INSTRUCTIONS FOR THE TASK:
Word for word, please restate the lines from the beginning of the data through the line in which "forth loses nothing" appears.
*** Opening SUPPLIED RECORDS ***
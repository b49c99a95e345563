use crossterm::event::KeyEvent;
use ratatui::{prelude::Backend, Frame};
use tokio::sync::mpsc::UnboundedSender;

use crate::state_store::{action::Action, ServerConnectionStatus, State};

use self::{connect_page::ConnectPage, poker_page::PokerPage};

use super::components::{Component, ComponentRender};

mod connect_page;
mod poker_page;

#[derive(Debug, Clone, Copy, PartialEq)]
enum Route {
    Connect,
    Session,
}

impl Route {
    /// The session stays on screen while a dropped connection is retried
    fn for_state(state: &State) -> Self {
        match state.server_connection_status {
            ServerConnectionStatus::Connected { .. }
            | ServerConnectionStatus::Reconnecting { .. } => Route::Session,
            ServerConnectionStatus::Uninitialized
            | ServerConnectionStatus::Connecting
            | ServerConnectionStatus::Errored { .. } => Route::Connect,
        }
    }
}

/// Top level component, shows one page depending on the connection
pub struct AppRouter {
    route: Route,
    connect_page: ConnectPage,
    poker_page: PokerPage,
}

impl AppRouter {
    fn page(&self) -> &dyn Component {
        match self.route {
            Route::Connect => &self.connect_page,
            Route::Session => &self.poker_page,
        }
    }

    fn page_mut(&mut self) -> &mut dyn Component {
        match self.route {
            Route::Connect => &mut self.connect_page,
            Route::Session => &mut self.poker_page,
        }
    }
}

impl Component for AppRouter {
    fn new(state: &State, action_tx: UnboundedSender<Action>) -> Self {
        AppRouter {
            route: Route::for_state(state),
            connect_page: ConnectPage::new(state, action_tx.clone()),
            poker_page: PokerPage::new(state, action_tx),
        }
    }

    // both pages keep up with the state so switching back and forth loses nothing
    fn move_with_state(self, state: &State) -> Self {
        AppRouter {
            route: Route::for_state(state),
            connect_page: self.connect_page.move_with_state(state),
            poker_page: self.poker_page.move_with_state(state),
        }
    }

    fn name(&self) -> &str {
        self.page().name()
    }

    fn handle_key_event(&mut self, key: KeyEvent) {
        self.page_mut().handle_key_event(key)
    }
}

impl ComponentRender<()> for AppRouter {
    fn render<B: Backend>(&self, frame: &mut Frame<B>, props: ()) {
        match self.route {
            Route::Connect => self.connect_page.render(frame, props),
            Route::Session => self.poker_page.render(frame, props),
        }
    }
}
*** Closing SUPPLIED RECORDS ***
ANSWER TO THE EXERCISE:
repository b49c99a95e345563
use crossterm::event::KeyEvent;
use ratatui::{prelude::Backend, Frame};
use tokio::sync::mpsc::UnboundedSender;

use crate::state_store::{action::Action, ServerConnectionStatus, State};

use self::{connect_page::ConnectPage, poker_page::PokerPage};

use super::components::{Component, ComponentRender};

mod connect_page;
mod poker_page;

#[derive(Debug, Clone, Copy, PartialEq)]
enum Route {
    Connect,
    Session,
}

impl Route {
    /// The session stays on screen while a dropped connection is retried
    fn for_state(state: &State) -> Self {
        match state.server_connection_status {
            ServerConnectionStatus::Connected { .. }
            | ServerConnectionStatus::Reconnecting { .. } => Route::Session,
            ServerConnectionStatus::Uninitialized
            | ServerConnectionStatus::Connecting
            | ServerConnectionStatus::Errored { .. } => Route::Connect,
        }
    }
}

/// Top level component, shows one page depending on the connection
pub struct AppRouter {
    route: Route,
    connect_page: ConnectPage,
    poker_page: PokerPage,
}

impl AppRouter {
    fn page(&self) -> &dyn Component {
        match self.route {
            Route::Connect => &self.connect_page,
            Route::Session => &self.poker_page,
        }
    }

    fn page_mut(&mut self) -> &mut dyn Component {
        match self.route {
            Route::Connect => &mut self.connect_page,
            Route::Session => &mut self.poker_page,
        }
    }
}

impl Component for AppRouter {
    fn new(state: &State, action_tx: UnboundedSender<Action>) -> Self {
        AppRouter {
            route: Route::for_state(state),
            connect_page: ConnectPage::new(state, action_tx.clone()),
            poker_page: PokerPage::new(state, action_tx),
        }
    }

    // both pages keep up with the state so switching back and forth loses nothing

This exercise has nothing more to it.